## [TRY IT]
Scan the data beneath this task and copy each line that includes "index".

DATA FOR THE TASK: Begin

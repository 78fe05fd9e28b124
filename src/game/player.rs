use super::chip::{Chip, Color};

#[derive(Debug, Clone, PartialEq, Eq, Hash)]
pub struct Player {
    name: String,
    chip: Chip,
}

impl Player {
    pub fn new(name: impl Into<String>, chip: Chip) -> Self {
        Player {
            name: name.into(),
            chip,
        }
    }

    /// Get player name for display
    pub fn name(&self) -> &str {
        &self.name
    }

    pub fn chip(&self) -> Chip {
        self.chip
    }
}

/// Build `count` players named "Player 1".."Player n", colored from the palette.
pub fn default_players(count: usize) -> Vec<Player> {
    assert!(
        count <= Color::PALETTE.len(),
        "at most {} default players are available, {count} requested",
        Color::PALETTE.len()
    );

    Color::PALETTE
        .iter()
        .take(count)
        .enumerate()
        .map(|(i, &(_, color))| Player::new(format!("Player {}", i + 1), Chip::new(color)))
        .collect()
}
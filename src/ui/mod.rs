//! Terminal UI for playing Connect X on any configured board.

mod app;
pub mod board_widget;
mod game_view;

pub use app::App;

DATA FOR THE TASK: End
DATA FOR THE TASK: Begin

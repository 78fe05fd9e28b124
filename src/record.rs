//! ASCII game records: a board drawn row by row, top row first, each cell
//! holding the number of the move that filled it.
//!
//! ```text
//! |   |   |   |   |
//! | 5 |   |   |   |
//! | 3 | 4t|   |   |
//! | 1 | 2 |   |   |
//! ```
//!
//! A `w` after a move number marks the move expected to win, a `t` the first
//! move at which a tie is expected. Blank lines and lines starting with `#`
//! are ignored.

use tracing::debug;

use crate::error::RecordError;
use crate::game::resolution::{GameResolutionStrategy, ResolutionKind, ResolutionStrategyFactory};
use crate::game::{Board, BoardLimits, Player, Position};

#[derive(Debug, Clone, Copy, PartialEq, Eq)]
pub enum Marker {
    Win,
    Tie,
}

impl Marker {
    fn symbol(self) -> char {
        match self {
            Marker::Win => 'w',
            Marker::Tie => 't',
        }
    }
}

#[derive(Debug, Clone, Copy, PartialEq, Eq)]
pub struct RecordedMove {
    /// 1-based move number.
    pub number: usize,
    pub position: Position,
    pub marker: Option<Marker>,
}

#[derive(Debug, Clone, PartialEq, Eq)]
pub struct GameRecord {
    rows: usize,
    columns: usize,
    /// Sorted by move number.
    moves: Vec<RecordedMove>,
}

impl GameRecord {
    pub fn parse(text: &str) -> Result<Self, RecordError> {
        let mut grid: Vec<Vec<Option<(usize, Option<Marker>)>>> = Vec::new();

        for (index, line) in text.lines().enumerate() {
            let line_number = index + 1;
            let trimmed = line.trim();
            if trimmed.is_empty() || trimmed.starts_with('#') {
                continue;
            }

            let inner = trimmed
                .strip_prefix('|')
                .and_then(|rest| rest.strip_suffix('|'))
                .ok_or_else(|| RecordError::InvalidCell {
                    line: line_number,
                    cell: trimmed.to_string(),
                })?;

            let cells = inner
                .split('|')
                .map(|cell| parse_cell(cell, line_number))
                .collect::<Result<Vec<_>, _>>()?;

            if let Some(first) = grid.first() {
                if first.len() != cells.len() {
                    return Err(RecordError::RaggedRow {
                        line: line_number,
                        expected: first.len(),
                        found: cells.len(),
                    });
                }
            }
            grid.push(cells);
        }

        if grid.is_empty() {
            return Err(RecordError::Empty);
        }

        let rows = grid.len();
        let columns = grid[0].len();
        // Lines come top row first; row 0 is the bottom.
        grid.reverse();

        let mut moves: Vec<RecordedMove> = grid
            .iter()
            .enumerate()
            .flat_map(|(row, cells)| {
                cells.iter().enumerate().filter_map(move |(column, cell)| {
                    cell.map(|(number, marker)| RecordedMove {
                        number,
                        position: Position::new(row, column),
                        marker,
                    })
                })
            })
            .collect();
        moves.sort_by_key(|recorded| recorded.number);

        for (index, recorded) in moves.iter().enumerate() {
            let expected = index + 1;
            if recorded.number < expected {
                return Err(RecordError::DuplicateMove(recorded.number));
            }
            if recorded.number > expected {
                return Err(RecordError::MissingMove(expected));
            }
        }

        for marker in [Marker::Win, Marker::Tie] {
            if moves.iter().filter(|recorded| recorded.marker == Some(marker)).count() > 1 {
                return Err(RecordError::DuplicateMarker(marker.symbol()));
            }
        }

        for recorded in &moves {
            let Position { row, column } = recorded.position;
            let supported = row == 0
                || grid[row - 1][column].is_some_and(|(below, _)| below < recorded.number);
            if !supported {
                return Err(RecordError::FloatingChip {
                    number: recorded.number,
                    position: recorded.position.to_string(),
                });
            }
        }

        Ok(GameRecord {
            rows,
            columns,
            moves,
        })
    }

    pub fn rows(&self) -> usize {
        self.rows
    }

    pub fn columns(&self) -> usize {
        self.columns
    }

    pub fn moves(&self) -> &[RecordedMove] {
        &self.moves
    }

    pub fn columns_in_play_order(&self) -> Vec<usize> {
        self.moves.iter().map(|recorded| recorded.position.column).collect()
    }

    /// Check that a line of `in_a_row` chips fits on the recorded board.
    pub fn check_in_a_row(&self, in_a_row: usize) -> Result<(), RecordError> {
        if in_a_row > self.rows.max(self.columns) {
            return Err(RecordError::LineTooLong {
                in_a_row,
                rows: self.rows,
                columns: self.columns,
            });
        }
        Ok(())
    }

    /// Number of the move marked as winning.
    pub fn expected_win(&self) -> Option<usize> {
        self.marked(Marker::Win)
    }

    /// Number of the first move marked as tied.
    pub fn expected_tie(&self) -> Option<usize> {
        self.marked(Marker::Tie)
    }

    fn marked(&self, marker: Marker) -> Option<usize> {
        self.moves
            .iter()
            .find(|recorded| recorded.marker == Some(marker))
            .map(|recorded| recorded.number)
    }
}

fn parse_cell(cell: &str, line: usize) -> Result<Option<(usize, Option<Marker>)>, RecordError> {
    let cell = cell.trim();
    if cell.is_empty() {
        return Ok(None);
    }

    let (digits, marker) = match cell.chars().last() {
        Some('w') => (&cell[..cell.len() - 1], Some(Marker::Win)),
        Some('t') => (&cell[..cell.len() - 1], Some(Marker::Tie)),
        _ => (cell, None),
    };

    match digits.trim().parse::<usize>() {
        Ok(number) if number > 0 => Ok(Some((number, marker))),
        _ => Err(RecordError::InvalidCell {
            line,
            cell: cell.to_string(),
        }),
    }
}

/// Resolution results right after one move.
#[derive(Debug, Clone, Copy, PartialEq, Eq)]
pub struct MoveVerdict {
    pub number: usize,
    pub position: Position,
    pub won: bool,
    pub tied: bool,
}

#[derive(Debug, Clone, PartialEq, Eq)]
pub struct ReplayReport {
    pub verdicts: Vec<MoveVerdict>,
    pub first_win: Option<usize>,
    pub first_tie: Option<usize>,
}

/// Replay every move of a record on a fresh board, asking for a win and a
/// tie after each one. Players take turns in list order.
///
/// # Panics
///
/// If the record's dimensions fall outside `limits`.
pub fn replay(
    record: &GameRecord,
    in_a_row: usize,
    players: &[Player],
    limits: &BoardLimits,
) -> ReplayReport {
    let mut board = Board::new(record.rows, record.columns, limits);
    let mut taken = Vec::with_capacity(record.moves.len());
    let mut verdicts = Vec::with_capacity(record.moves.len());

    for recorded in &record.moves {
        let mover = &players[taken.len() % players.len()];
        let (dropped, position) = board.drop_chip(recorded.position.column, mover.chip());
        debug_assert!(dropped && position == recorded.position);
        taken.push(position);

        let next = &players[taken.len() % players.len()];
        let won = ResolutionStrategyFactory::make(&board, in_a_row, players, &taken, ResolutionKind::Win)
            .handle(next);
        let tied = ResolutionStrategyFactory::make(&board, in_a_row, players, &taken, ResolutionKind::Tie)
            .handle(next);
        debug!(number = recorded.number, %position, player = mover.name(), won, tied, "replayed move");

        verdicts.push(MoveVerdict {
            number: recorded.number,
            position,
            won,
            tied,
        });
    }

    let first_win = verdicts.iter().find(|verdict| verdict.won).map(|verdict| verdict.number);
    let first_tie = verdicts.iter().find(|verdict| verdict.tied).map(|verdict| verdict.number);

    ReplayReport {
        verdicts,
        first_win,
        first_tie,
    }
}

DATA FOR THE TASK: End

## [RESULT BELOW]
        for (index, line) in text.lines().enumerate() {
            let line_number = index + 1;
        for (index, recorded) in moves.iter().enumerate() {
            let expected = index + 1;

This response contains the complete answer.